*INFORMATION*.
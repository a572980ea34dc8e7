//! Run reports: machine-readable JSON, Markdown tables, artifact index.

use std::fmt::Write as _;
use std::path::Path;

use memshape_core::scenario::Family;
use serde::{Deserialize, Serialize};
use sha2::{Digest, Sha256};

use crate::error::HarnessError;
use crate::runner::ScenarioResult;
use crate::structured_log::now_utc;

#[derive(Debug, Clone, Serialize, Deserialize)]
pub struct RunReport {
    pub run_id: String,
    pub generated_utc: String,
    pub profile: String,
    pub seed: u64,
    /// Whether allocator counters were live for this run.
    pub probe_live: bool,
    pub results: Vec<ScenarioResult>,
    pub notes: Vec<String>,
}

impl RunReport {
    #[must_use]
    pub fn new(run_id: impl Into<String>, profile: &str, seed: u64, probe_live: bool) -> Self {
        let mut notes = vec![String::from(
            "Numbers depend on the machine; compare shapes within one run, not across hosts.",
        )];
        if !probe_live {
            notes.push(String::from(
                "Allocator counters were not installed; event and reallocation columns read zero.",
            ));
        }
        Self {
            run_id: run_id.into(),
            generated_utc: now_utc(),
            profile: profile.to_string(),
            seed,
            probe_live,
            results: Vec::new(),
            notes,
        }
    }

    pub fn to_json(&self) -> Result<String, serde_json::Error> {
        serde_json::to_string_pretty(self)
    }

    pub fn from_json(json: &str) -> Result<Self, serde_json::Error> {
        serde_json::from_str(json)
    }
}

pub fn render_markdown(report: &RunReport) -> String {
    let mut out = String::new();

    writeln!(out, "# memshape Run Report").ok();
    writeln!(out).ok();
    writeln!(
        out,
        "- Run: `{}` profile={} seed=0x{:X}",
        report.run_id, report.profile, report.seed
    )
    .ok();
    writeln!(out, "- Generated: {}", report.generated_utc).ok();
    writeln!(out).ok();

    for family in Family::ALL {
        let rows: Vec<&ScenarioResult> = report
            .results
            .iter()
            .filter(|r| r.family == family)
            .collect();
        if rows.is_empty() {
            continue;
        }

        writeln!(out, "## {}", family.label()).ok();
        writeln!(out).ok();

        // The first row of a family is the baseline for the delta column.
        let base = rows[0].latency.p50_ns_op;
        if family == Family::AllocationShape {
            writeln!(
                out,
                "| Scenario | n | p50 ns/iter | delta | allocs | zeroed | reclaims | pause ms |"
            )
            .ok();
            writeln!(
                out,
                "|----------|--:|------------:|------:|-------:|-------:|---------:|---------:|"
            )
            .ok();
            for r in &rows {
                let m = r.reclaim.clone().unwrap_or_default();
                writeln!(
                    out,
                    "| {} | {} | {:.1} | {} | {:.1} | {:.1} | {:.1} | {:.3} |",
                    r.name,
                    r.n,
                    r.latency.p50_ns_op,
                    pct_delta(base, r.latency.p50_ns_op),
                    m.allocation_events,
                    m.zeroed_allocation_events,
                    m.reclaim_events,
                    m.pause_ms
                )
                .ok();
            }
        } else if family == Family::CapacityPresizing {
            writeln!(
                out,
                "| Scenario | n | p50 ns/iter | p95 ns/iter | delta | reallocs/iter | observed |"
            )
            .ok();
            writeln!(
                out,
                "|----------|--:|------------:|------------:|------:|--------------:|----------|"
            )
            .ok();
            for r in &rows {
                let reallocs = r
                    .reallocations_per_iter
                    .map_or_else(|| String::from("-"), |v| format!("{v:.1}"));
                writeln!(
                    out,
                    "| {} | {} | {:.1} | {:.1} | {} | {reallocs} | `{}` |",
                    r.name,
                    r.n,
                    r.latency.p50_ns_op,
                    r.latency.p95_ns_op,
                    pct_delta(base, r.latency.p50_ns_op),
                    r.observed
                )
                .ok();
            }
        } else {
            writeln!(
                out,
                "| Scenario | n | p50 ns/iter | p95 ns/iter | mean ns/iter | delta | observed |"
            )
            .ok();
            writeln!(
                out,
                "|----------|--:|------------:|------------:|-------------:|------:|----------|"
            )
            .ok();
            for r in &rows {
                writeln!(
                    out,
                    "| {} | {} | {:.1} | {:.1} | {:.1} | {} | `{}` |",
                    r.name,
                    r.n,
                    r.latency.p50_ns_op,
                    r.latency.p95_ns_op,
                    r.latency.mean_ns_op,
                    pct_delta(base, r.latency.p50_ns_op),
                    r.observed
                )
                .ok();
            }
        }
        writeln!(out).ok();
    }

    writeln!(out, "## Notes").ok();
    for note in &report.notes {
        writeln!(out, "- {note}").ok();
    }

    out
}

fn pct_delta(base: f64, current: f64) -> String {
    if base <= 0.0 {
        return String::from("n/a");
    }
    let pct = ((current - base) / base) * 100.0;
    format!("{pct:+.2}%")
}

// ---------------------------------------------------------------------------
// Artifact index
// ---------------------------------------------------------------------------

#[derive(Debug, Clone, Serialize, Deserialize)]
pub struct ArtifactEntry {
    pub path: String,
    pub kind: String,
    pub sha256: String,
    pub size_bytes: u64,
}

/// Written files from one run, each with its SHA-256.
#[derive(Debug, Clone, Serialize, Deserialize)]
pub struct ArtifactIndex {
    pub index_version: u32,
    pub run_id: String,
    pub generated_utc: String,
    pub artifacts: Vec<ArtifactEntry>,
}

impl ArtifactIndex {
    #[must_use]
    pub fn new(run_id: impl Into<String>) -> Self {
        Self {
            index_version: 1,
            run_id: run_id.into(),
            generated_utc: now_utc(),
            artifacts: Vec::new(),
        }
    }

    /// Hash `path` and record it under `kind`.
    pub fn add_file(&mut self, path: &Path, kind: impl Into<String>) -> std::io::Result<&mut Self> {
        let bytes = std::fs::read(path)?;
        self.artifacts.push(ArtifactEntry {
            path: path.display().to_string(),
            kind: kind.into(),
            sha256: sha256_hex(&bytes),
            size_bytes: bytes.len() as u64,
        });
        Ok(self)
    }

    pub fn to_json(&self) -> Result<String, serde_json::Error> {
        serde_json::to_string_pretty(self)
    }
}

#[must_use]
pub fn sha256_hex(bytes: &[u8]) -> String {
    let digest = Sha256::digest(bytes);
    let mut out = String::with_capacity(digest.len() * 2);
    for b in digest {
        write!(out, "{b:02x}").ok();
    }
    out
}

/// Paths written by [`write_report_bundle`].
#[derive(Debug, Clone)]
pub struct ReportBundle {
    pub json: std::path::PathBuf,
    pub markdown: std::path::PathBuf,
    pub index: std::path::PathBuf,
}

/// Write `report.json`, `report.md` and `artifacts.json` into `dir`.
///
/// `extra` files (such as the JSONL log) are hashed into the index too.
pub fn write_report_bundle(
    dir: &Path,
    report: &RunReport,
    extra: &[(&Path, &str)],
) -> Result<ReportBundle, HarnessError> {
    std::fs::create_dir_all(dir)?;
    let json = dir.join("report.json");
    let markdown = dir.join("report.md");
    let index_path = dir.join("artifacts.json");

    std::fs::write(&json, report.to_json()?)?;
    std::fs::write(&markdown, render_markdown(report))?;

    let mut index = ArtifactIndex::new(report.run_id.clone());
    index.add_file(&json, "report_json")?;
    index.add_file(&markdown, "report_markdown")?;
    for (path, kind) in extra {
        index.add_file(path, *kind)?;
    }
    std::fs::write(&index_path, index.to_json()?)?;

    Ok(ReportBundle {
        json,
        markdown,
        index: index_path,
    })
}

#[cfg(test)]
mod tests {
    use super::*;
    use crate::runner::{LatencyStats, MicrobenchConfig, ReclaimMetrics};
    use memshape_core::filter::CapacityStrategy;
    use memshape_core::scenario::{PayloadKind, StorageShape, Workload};

    fn result(name: &str, family: Family, p50: f64) -> ScenarioResult {
        ScenarioResult {
            name: name.to_string(),
            family,
            workload: Workload::TraversalLocality {
                payload: PayloadKind::Record,
                shape: StorageShape::Contiguous,
            },
            n: 1_000,
            config: MicrobenchConfig::for_family(family),
            latency: LatencyStats {
                samples: 3,
                p50_ns_op: p50,
                p95_ns_op: p50,
                p99_ns_op: p50,
                mean_ns_op: p50,
            },
            reclaim: None,
            reallocations_per_iter: None,
            observed: String::from("sum=1"),
            wall_ms: 1,
        }
    }

    #[test]
    fn markdown_groups_by_family_with_deltas() {
        let mut report = RunReport::new("r1", "quick", 0x10, true);
        report
            .results
            .push(result("SumOverValueSlice", Family::TraversalLocality, 100.0));
        report
            .results
            .push(result("SumOverReferenceSlice", Family::TraversalLocality, 250.0));
        let md = render_markdown(&report);
        assert!(md.contains("## traversal_locality"));
        assert!(md.contains("+150.00%"));
        assert!(md.contains("+0.00%"));
        assert!(!md.contains("## call_chain"));
    }

    #[test]
    fn allocation_rows_show_reclaim_columns() {
        let mut r = result("HeapScatteredAllocation", Family::AllocationShape, 10.0);
        r.reclaim = Some(ReclaimMetrics {
            iterations: 5,
            allocation_events: 1001.0,
            zeroed_allocation_events: 0.0,
            reclaim_events: 1001.0,
            pause_ms: 1.5,
            probe_live: true,
        });
        let mut report = RunReport::new("r2", "full", 1, true);
        report.results.push(r);
        let md = render_markdown(&report);
        assert!(md.contains("| reclaims |"));
        assert!(md.contains("| 1001.0 | 0.0 | 1001.0 | 1.500 |"));
    }

    #[test]
    fn capacity_rows_show_reallocations() {
        let mut grow = result("FilterWithDefaultCapacity100", Family::CapacityPresizing, 80.0);
        grow.workload = Workload::CapacityPresizing {
            strategy: CapacityStrategy::Growable,
        };
        grow.reallocations_per_iter = Some(4.0);
        let pre = result("FilterWithPresizedCapacity100", Family::CapacityPresizing, 40.0);
        let mut report = RunReport::new("r4", "quick", 1, true);
        report.results.push(pre);
        report.results.push(grow);
        let md = render_markdown(&report);
        assert!(md.contains("reallocs/iter"));
        assert!(md.contains("| +100.00% | 4.0 |"));
        assert!(md.contains("| +0.00% | - |"));
    }

    #[test]
    fn missing_counters_note_lands_under_notes() {
        let md = render_markdown(&RunReport::new("r5", "quick", 1, false));
        let notes = md.find("## Notes").unwrap();
        let warning = md.find("Allocator counters were not installed").unwrap();
        assert!(warning > notes);

        let live = render_markdown(&RunReport::new("r6", "quick", 1, true));
        assert!(!live.contains("Allocator counters were not installed"));
    }

    #[test]
    fn report_json_round_trips() {
        let mut report = RunReport::new("r3", "quick", 7, false);
        report
            .results
            .push(result("ChainValuePayload", Family::CallChain, 5.0));
        let back = RunReport::from_json(&report.to_json().unwrap()).unwrap();
        assert_eq!(back.results.len(), 1);
        assert_eq!(back.results[0].name, "ChainValuePayload");
        assert!(!back.probe_live);
    }

    #[test]
    fn sha256_matches_known_vector() {
        assert_eq!(
            sha256_hex(b"abc"),
            "ba7816bf8f01cfea414140de5dae2223b00361a396177a9cb410ff61f20015ad"
        );
    }

    #[test]
    fn pct_delta_handles_zero_base() {
        assert_eq!(pct_delta(0.0, 5.0), "n/a");
        assert_eq!(pct_delta(200.0, 100.0), "-50.00%");
    }
}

*EXERCISE DIRECTIONS*.
Find each line in the records above that contains "profile", and copy it.

*ANSWER BOX*.
    pub profile: String,
    pub fn new(run_id: impl Into<String>, profile: &str, seed: u64, probe_live: bool) -> Self {
            profile: profile.to_string(),
        "- Run: `{}` profile={} seed=0x{:X}",
        report.run_id, report.profile, report.seed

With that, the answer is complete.